**Problem requirements:**
Please copy, exactly as they appear below, the lines from the one containing "fn info(&self) ->" through the one containing "if let Ok(mut other_info)".

**Data to process:**
——

//! Filesystem file repository.
//!
//! Uploaded files live under `Files/` as a flat payload plus a JSON info
//! sidecar. Uploads are content-addressed through a SHA-1 map: a second
//! upload with identical content becomes an alias of the original entry and
//! stores no payload of its own.

use crate::engine::{ByteSource, FileHandle, FileStore, UploadSource};
use crate::error::{PixError, Result};
use crate::response::IO_CHUNK;
use crate::types::{digest_hex, FileInfo, ObjectId, DIGEST_LEN};
use async_trait::async_trait;
use parking_lot::Mutex;
use sha1::{Digest, Sha1};
use std::path::{Path, PathBuf};
use tokio::fs;
use tokio::io::{AsyncReadExt, AsyncSeekExt, AsyncWriteExt, SeekFrom};

const FILES_DIR: &str = "Files";
const CONTENT_MAP_DIR: &str = ".sha1";
const COUNTER_FILE: &str = ".last_id";

/// Filesystem-backed file repository rooted at the repository directory.
pub struct FsFileStore {
    root: PathBuf,
    alloc: Mutex<()>,
}

impl FsFileStore {
    pub fn new(root: impl AsRef<Path>) -> Self {
        Self {
            root: root.as_ref().to_path_buf(),
            alloc: Mutex::new(()),
        }
    }

    fn files_dir(&self) -> PathBuf {
        self.root.join(FILES_DIR)
    }

    fn payload_path(&self, id: ObjectId) -> PathBuf {
        self.files_dir().join(id.to_string())
    }

    fn sidecar_path(&self, id: ObjectId) -> PathBuf {
        self.files_dir().join(format!("{}.json", id))
    }

    fn content_map_path(&self, hex: &str) -> PathBuf {
        self.files_dir().join(CONTENT_MAP_DIR).join(hex)
    }

    fn next_id(&self) -> Result<ObjectId> {
        let _guard = self.alloc.lock();
        let counter = self.files_dir().join(COUNTER_FILE);
        let last: ObjectId = std::fs::read_to_string(&counter)
            .ok()
            .and_then(|s| s.trim().parse().ok())
            .unwrap_or(0);
        let id = last + 1;
        std::fs::write(&counter, id.to_string())?;
        Ok(id)
    }

    async fn load_info(&self, id: ObjectId) -> Result<FileInfo> {
        let raw = fs::read(self.sidecar_path(id))
            .await
            .map_err(|_| PixError::NotFound(format!("File {}", id)))?;
        Ok(serde_json::from_slice(&raw)?)
    }

    async fn persist_info(&self, id: ObjectId, info: &FileInfo) -> Result<()> {
        fs::write(self.sidecar_path(id), serde_json::to_vec_pretty(info)?).await?;
        Ok(())
    }

    /// Payload path an entry reads from: its own, or its alias target's.
    fn resolve_payload(&self, id: ObjectId, info: &FileInfo) -> PathBuf {
        match info.alias_of {
            Some(original) => self.payload_path(original),
            None => self.payload_path(id),
        }
    }

    async fn write_payload(
        &self,
        id: ObjectId,
        source: UploadSource<'_>,
        size: u64,
    ) -> Result<(u64, [u8; DIGEST_LEN])> {
        let path = self.payload_path(id);
        let mut out = fs::File::create(&path).await?;
        let mut hasher = Sha1::new();
        let mut written = 0u64;
        let mut buf = vec![0u8; IO_CHUNK];

        match source {
            UploadSource::LocalPath(local) => {
                let mut src = fs::File::open(local)
                    .await
                    .map_err(|e| PixError::Engine(format!("cannot read local file: {}", e)))?;
                loop {
                    let got = src.read(&mut buf).await?;
                    if got == 0 {
                        break;
                    }
                    out.write_all(&buf[..got]).await?;
                    hasher.update(&buf[..got]);
                    written += got as u64;
                }
            }
            UploadSource::Stream(src) => {
                while written < size {
                    let want = ((size - written) as usize).min(IO_CHUNK);
                    let got = src.read(&mut buf[..want]).await?;
                    if got == 0 {
                        break;
                    }
                    out.write_all(&buf[..got]).await?;
                    hasher.update(&buf[..got]);
                    written += got as u64;
                }
            }
        }
        out.flush().await?;
        Ok((written, hasher.finalize().into()))
    }
}

#[async_trait]
impl FileStore for FsFileStore {
    async fn upload(&self, name: &str, source: UploadSource<'_>, size: u64) -> Result<ObjectId> {
        fs::create_dir_all(self.files_dir()).await?;
        let id = self.next_id()?;
        let (length, sha1) = self.write_payload(id, source, size).await?;
        let hex = digest_hex(&sha1);

        // identical content becomes an alias of the original entry
        let map_path = self.content_map_path(&hex);
        if let Ok(mapped) = fs::read_to_string(&map_path).await {
            if let Ok(original) = mapped.trim().parse::<ObjectId>() {
                if let Ok(mut orig_info) = self.load_info(original).await {
                    fs::remove_file(self.payload_path(id)).await?;
                    orig_info.aliases.push(id);
                    self.persist_info(original, &orig_info).await?;
                    let info = FileInfo {
                        name: name.to_string(),
                        length,
                        sha1,
                        alias_of: Some(original),
                        aliases: Vec::new(),
                    };
                    self.persist_info(id, &info).await?;
                    tracing::debug!(id, original, "stored upload as alias");
                    return Ok(id);
                }
            }
        }

        let info = FileInfo {
            name: name.to_string(),
            length,
            sha1,
            alias_of: None,
            aliases: Vec::new(),
        };
        self.persist_info(id, &info).await?;
        if let Some(parent) = map_path.parent() {
            fs::create_dir_all(parent).await?;
        }
        fs::write(&map_path, id.to_string()).await?;
        tracing::debug!(id, length, "stored upload");
        Ok(id)
    }

    async fn open(&self, id: ObjectId) -> Result<Box<dyn FileHandle>> {
        let info = self.load_info(id).await?;
        let payload = self.resolve_payload(id, &info);
        Ok(Box::new(FsFileHandle {
            store_root: self.root.clone(),
            id,
            payload,
            info,
        }))
    }

    async fn repository_path(&self, id: ObjectId) -> Result<PathBuf> {
        let info = self.load_info(id).await?;
        Ok(self.resolve_payload(id, &info))
    }
}

struct FsFileHandle {
    store_root: PathBuf,
    id: ObjectId,
    payload: PathBuf,
    info: FileInfo,
}

#[async_trait]
impl FileHandle for FsFileHandle {
    fn id(&self) -> ObjectId {
        self.id
    }

    fn info(&self) -> &FileInfo {
        &self.info
    }

    fn path(&self) -> &Path {
        &self.payload
    }

    async fn reader(&mut self, offset: u64, length: u64) -> Result<Box<ByteSource>> {
        let mut file = fs::File::open(&self.payload).await?;
        file.seek(SeekFrom::Start(offset)).await?;
        Ok(Box::new(file.take(length)))
    }

    async fn expunge(self: Box<Self>) -> Result<ObjectId> {
        let store = FsFileStore::new(&self.store_root);
        let id = self.id;
        fs::remove_file(store.sidecar_path(id)).await?;

        match self.info.alias_of {
            Some(original) => {
                // detach from the original's alias list
                if let Ok(mut info) = store.load_info(original).await {
                    info.aliases.retain(|&a| a != id);
                    store.persist_info(original, &info).await?;
                }
            }
            None => {
                let hex = digest_hex(&self.info.sha1);
                let map_path = store.content_map_path(&hex);
                if let Some(&heir) = self.info.aliases.first() {
                    // promote the first alias to own the payload
                    fs::rename(&self.payload, store.payload_path(heir)).await?;
                    if let Ok(mut info) = store.load_info(heir).await {
                        info.alias_of = None;
                        info.aliases = self
                            .info
                            .aliases
                            .iter()
                            .copied()
                            .filter(|&a| a != heir)
                            .collect();
                        // remaining aliases now point at the heir
                        for &other in &info.aliases {
                            if let Ok(mut other_info) = store.load_info(other).await {
                                other_info.alias_of = Some(heir);
                                store.persist_info(other, &other_info).await?;
                            }
                        }
                        store.persist_info(heir, &info).await?;
                    }
                    fs::write(&map_path, heir.to_string()).await?;
                } else {
                    fs::remove_file(&self.payload).await?;
                    if let Ok(mapped) = fs::read_to_string(&map_path).await {
                        if mapped.trim() == id.to_string() {
                            let _ = fs::remove_file(&map_path).await;
                        }
                    }
                }
            }
        }
        Ok(id)
    }
}

#[cfg(test)]
mod tests {
    use super::*;
    use tempfile::TempDir;

    fn store() -> (TempDir, FsFileStore) {
        let temp = TempDir::new().unwrap();
        let store = FsFileStore::new(temp.path());
        (temp, store)
    }

    #[tokio::test]
    async fn test_stream_upload_and_read() {
        let (_temp, store) = store();
        let payload = b"five-dimensional pixels".to_vec();
        let mut src = payload.as_slice();
        let id = store
            .upload("notes.txt", UploadSource::Stream(&mut src), payload.len() as u64)
            .await
            .unwrap();
        assert_eq!(id, 1);

        let mut handle = store.open(id).await.unwrap();
        assert_eq!(handle.info().name, "notes.txt");
        assert_eq!(handle.length(), payload.len() as u64);
        assert!(handle.info().alias_of.is_none());

        let mut reader = handle.reader(5, 11).await.unwrap();
        let mut out = Vec::new();
        reader.read_to_end(&mut out).await.unwrap();
        assert_eq!(out, b"dimensional");
    }

    #[tokio::test]
    async fn test_upload_size_bounds_stream() {
        let (_temp, store) = store();
        let mut src: &[u8] = b"0123456789";
        let id = store
            .upload("short.bin", UploadSource::Stream(&mut src), 4)
            .await
            .unwrap();
        let handle = store.open(id).await.unwrap();
        assert_eq!(handle.length(), 4);
    }

    #[tokio::test]
    async fn test_local_fast_path() {
        let (temp, store) = store();
        let local = temp.path().join("source.dat");
        fs::write(&local, b"local payload").await.unwrap();
        let id = store
            .upload("source.dat", UploadSource::LocalPath(&local), 13)
            .await
            .unwrap();
        let handle = store.open(id).await.unwrap();
        assert_eq!(handle.length(), 13);
    }

    #[tokio::test]
    async fn test_identical_upload_becomes_alias() {
        let (_temp, store) = store();
        let payload = b"same bytes".to_vec();
        let mut src = payload.as_slice();
        let first = store
            .upload("a.bin", UploadSource::Stream(&mut src), payload.len() as u64)
            .await
            .unwrap();
        let mut src = payload.as_slice();
        let second = store
            .upload("b.bin", UploadSource::Stream(&mut src), payload.len() as u64)
            .await
            .unwrap();
        assert_ne!(first, second);

        let alias = store.open(second).await.unwrap();
        assert_eq!(alias.info().alias_of, Some(first));
        let original = store.open(first).await.unwrap();
        assert_eq!(original.info().aliases, vec![second]);
        // both resolve to the same payload
        assert_eq!(
            store.repository_path(first).await.unwrap(),
            store.repository_path(second).await.unwrap()
        );
    }

    #[tokio::test]
    async fn test_expunge_promotes_alias() {
        let (_temp, store) = store();
        let payload = b"shared".to_vec();
        let mut src = payload.as_slice();
        let first = store
            .upload("a", UploadSource::Stream(&mut src), 6)
            .await
            .unwrap();
        let mut src = payload.as_slice();
        let second = store
            .upload("b", UploadSource::Stream(&mut src), 6)
            .await
            .unwrap();

        let handle = store.open(first).await.unwrap();
        handle.expunge().await.unwrap();
        assert!(store.open(first).await.is_err());

        // the alias now owns the payload
        let mut heir = store.open(second).await.unwrap();
        assert_eq!(heir.info().alias_of, None);
        let mut reader = heir.reader(0, 6).await.unwrap();
        let mut out = Vec::new();
        reader.read_to_end(&mut out).await.unwrap();
        assert_eq!(out, b"shared");
    }

    #[tokio::test]
    async fn test_expunge_sole_entry() {
        let (_temp, store) = store();
        let mut src: &[u8] = b"gone";
        let id = store
            .upload("g", UploadSource::Stream(&mut src), 4)
            .await
            .unwrap();
        let handle = store.open(id).await.unwrap();
        assert_eq!(handle.expunge().await.unwrap(), id);
        assert!(store.open(id).await.is_err());
        assert!(store.repository_path(id).await.is_err());
    }
}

——

**Response below:**
    fn info(&self) -> &FileInfo {
        &self.info
    }

    fn path(&self) -> &Path {
        &self.payload
    }

    async fn reader(&mut self, offset: u64, length: u64) -> Result<Box<ByteSource>> {
        let mut file = fs::File::open(&self.payload).await?;
        file.seek(SeekFrom::Start(offset)).await?;
        Ok(Box::new(file.take(length)))
    }

    async fn expunge(self: Box<Self>) -> Result<ObjectId> {
        let store = FsFileStore::new(&self.store_root);
        let id = self.id;
        fs::remove_file(store.sidecar_path(id)).await?;

        match self.info.alias_of {
            Some(original) => {
                // detach from the original's alias list
                if let Ok(mut info) = store.load_info(original).await {
                    info.aliases.retain(|&a| a != id);
                    store.persist_info(original, &info).await?;
                }
            }
            None => {
                let hex = digest_hex(&self.info.sha1);
                let map_path = store.content_map_path(&hex);
                if let Some(&heir) = self.info.aliases.first() {
                    // promote the first alias to own the payload
                    fs::rename(&self.payload, store.payload_path(heir)).await?;
                    if let Ok(mut info) = store.load_info(heir).await {
                        info.alias_of = None;
                        info.aliases = self
                            .info
                            .aliases
                            .iter()
                            .copied()
                            .filter(|&a| a != heir)
                            .collect();
                        // remaining aliases now point at the heir
                        for &other in &info.aliases {
                            if let Ok(mut other_info) = store.load_info(other).await {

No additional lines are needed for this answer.